When people respond to offensive comments at work, they sometimes hear “I didn’t intend to offend! Stop being so sensitive!” or similar remarks.
This classic blame-shifting technique relies on the listener being willing to care about, or at least accept, the speaker’s good intentions. For the most part, though, they don’t matter as much as what comes out of the speaker’s mouth. If someone says something offensive, s/he isn’t entitled to wriggle out of criticism and correction by claiming good intentions.
Asserting good intentions serves the speaker well. S/he can claim to have meant well, and you can’t verify that s/he didn’t. It makes the listener seem too insensitive or unintelligent to understand the true meaning of the speaker’s remarks. It reinforces the speaker as authoritative – “I’m the one who can say whether you are right to be offended. I understand the reality of your position better than you do.” It asserts, in short, that the speaker’s unknowable thoughts matter more than the listener’s actual lived experience of the speaker’s words.

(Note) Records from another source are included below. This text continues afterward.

//! Structural equality over optional sequences and maps.
//!
//! Comparisons short-circuit on length before falling back to element-wise
//! comparison, and the `PartialEq` based ones also on identity (both sides
//! pointing at the same storage). An absent side only equals another absent
//! side.

use std::{
    collections::{BTreeMap, HashMap},
    hash::{BuildHasher, Hash},
    ptr,
};

/// Compares two optional sequences element by element with `eq`.
///
/// Every pair is handed to `eq`, even when both sides share storage.
pub fn sequences_equal_by<T, U>(
    a: Option<&[T]>,
    b: Option<&[U]>,
    mut eq: impl FnMut(&T, &U) -> bool,
) -> bool {
    match (a, b) {
        (None, None) => true,
        (Some(a), Some(b)) => a.len() == b.len() && a.iter().zip(b).all(|(x, y)| eq(x, y)),
        _ => false,
    }
}

/// Slices sharing storage compare equal without visiting their elements.
pub fn sequences_equal<T: PartialEq<U>, U>(a: Option<&[T]>, b: Option<&[U]>) -> bool {
    if let (Some(a), Some(b)) = (a, b) {
        if a.len() == b.len() && ptr::eq(a.as_ptr().cast::<()>(), b.as_ptr().cast::<()>()) {
            return true;
        }
    }
    sequences_equal_by(a, b, |x, y| x == y)
}

pub fn bytes_equal(a: Option<&[u8]>, b: Option<&[u8]>) -> bool {
    sequences_equal(a, b)
}

/// Read access to a key/value container.
pub trait Mapping {
    type Key;
    type Value;

    fn len(&self) -> usize;

    fn is_empty(&self) -> bool {
        self.len() == 0
    }

    fn lookup(&self, key: &Self::Key) -> Option<&Self::Value>;

    fn entries(&self) -> Box<dyn Iterator<Item = (&Self::Key, &Self::Value)> + '_>;
}

impl<K: Eq + Hash, V, S: BuildHasher> Mapping for HashMap<K, V, S> {
    type Key = K;
    type Value = V;

    fn len(&self) -> usize {
        HashMap::len(self)
    }

    fn lookup(&self, key: &K) -> Option<&V> {
        self.get(key)
    }

    fn entries(&self) -> Box<dyn Iterator<Item = (&K, &V)> + '_> {
        Box::new(self.iter())
    }
}

impl<K: Ord, V> Mapping for BTreeMap<K, V> {
    type Key = K;
    type Value = V;

    fn len(&self) -> usize {
        BTreeMap::len(self)
    }

    fn lookup(&self, key: &K) -> Option<&V> {
        self.get(key)
    }

    fn entries(&self) -> Box<dyn Iterator<Item = (&K, &V)> + '_> {
        Box::new(self.iter())
    }
}

/// Two maps are equal if they hold the same keys mapped to equal values,
/// regardless of container type or iteration order.
pub fn maps_equal<A, B>(a: Option<&A>, b: Option<&B>) -> bool
where
    A: Mapping + ?Sized,
    B: Mapping<Key = A::Key> + ?Sized,
    A::Value: PartialEq<B::Value>,
{
    match (a, b) {
        (None, None) => true,
        (Some(a), Some(b)) => {
            if a.len() != b.len() {
                return false;
            }
            if ptr::eq((a as *const A).cast::<()>(), (b as *const B).cast::<()>()) {
                return true;
            }
            a.entries()
                .all(|(key, value)| b.lookup(key).is_some_and(|other| value == other))
        }
        _ => false,
    }
}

What crap. When you’re already exasperated or worse, it’s often difficult to say “I don’t care what you meant. Your intentions are irrelevant, unknowable nonsense. Let’s focus on what you actually just did and said.” In my experience, the most effective way to do this is to ignore anything the speaker says about intentions and keep repeating “this is what you said: [offensive thing].” Once you get beyond their bluster, which, sadly, you might not be able to do, you can choose what’s next: “Apologize.” “What did you actually mean by that?” “Don’t ever use [that term] in this workplace again” [best for those with managerial authority over the speaker]. But hang on to the fact that your publicly experienced reality matters more than the speaker’s unknowable private brainspace.
Of course, this does not mean that when someone makes a unintentional error you cannot choose to accept their apology. You’ll generally know how sincere it is by how quickly it is offered and how mortified the speaker is. Interestingly, you generally really can tell when someone genuinely has good intentions.
Good luck!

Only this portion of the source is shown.